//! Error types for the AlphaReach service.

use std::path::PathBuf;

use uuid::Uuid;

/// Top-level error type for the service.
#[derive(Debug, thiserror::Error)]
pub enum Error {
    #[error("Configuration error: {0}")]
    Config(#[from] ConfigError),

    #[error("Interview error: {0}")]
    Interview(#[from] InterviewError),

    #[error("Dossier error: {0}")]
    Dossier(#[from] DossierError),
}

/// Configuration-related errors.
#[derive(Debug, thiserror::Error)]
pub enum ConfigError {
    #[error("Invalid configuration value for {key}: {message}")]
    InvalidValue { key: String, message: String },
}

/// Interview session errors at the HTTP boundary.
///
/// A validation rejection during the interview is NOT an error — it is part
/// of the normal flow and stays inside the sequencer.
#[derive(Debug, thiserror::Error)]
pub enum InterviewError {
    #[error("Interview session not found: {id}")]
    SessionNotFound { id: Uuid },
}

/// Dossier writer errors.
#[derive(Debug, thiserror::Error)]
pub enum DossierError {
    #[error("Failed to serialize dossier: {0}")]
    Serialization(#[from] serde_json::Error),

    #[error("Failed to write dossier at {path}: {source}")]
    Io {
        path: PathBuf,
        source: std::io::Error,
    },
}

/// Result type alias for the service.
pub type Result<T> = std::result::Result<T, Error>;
-- -- --
» What you should do: Could I ask you to return the records exactly and in full?

» Answer section:
//! Error types for the AlphaReach service.

use std::path::PathBuf;

use uuid::Uuid;

/// Top-level error type for the service.
#[derive(Debug, thiserror::Error)]
pub enum Error {
    #[error("Configuration error: {0}")]
    Config(#[from] ConfigError),

    #[error("Interview error: {0}")]
    Interview(#[from] InterviewError),

    #[error("Dossier error: {0}")]
    Dossier(#[from] DossierError),
}

/// Configuration-related errors.
#[derive(Debug, thiserror::Error)]
pub enum ConfigError {
    #[error("Invalid configuration value for {key}: {message}")]
    InvalidValue { key: String, message: String },
}

/// Interview session errors at the HTTP boundary.
///
/// A validation rejection during the interview is NOT an error — it is part
/// of the normal flow and stays inside the sequencer.
#[derive(Debug, thiserror::Error)]
pub enum InterviewError {
    #[error("Interview session not found: {id}")]
    SessionNotFound { id: Uuid },
}

/// Dossier writer errors.
#[derive(Debug, thiserror::Error)]
pub enum DossierError {
    #[error("Failed to serialize dossier: {0}")]
    Serialization(#[from] serde_json::Error),

    #[error("Failed to write dossier at {path}: {source}")]
    Io {
        path: PathBuf,
        source: std::io::Error,
    },
}

/// Result type alias for the service.
pub type Result<T> = std::result::Result<T, Error>;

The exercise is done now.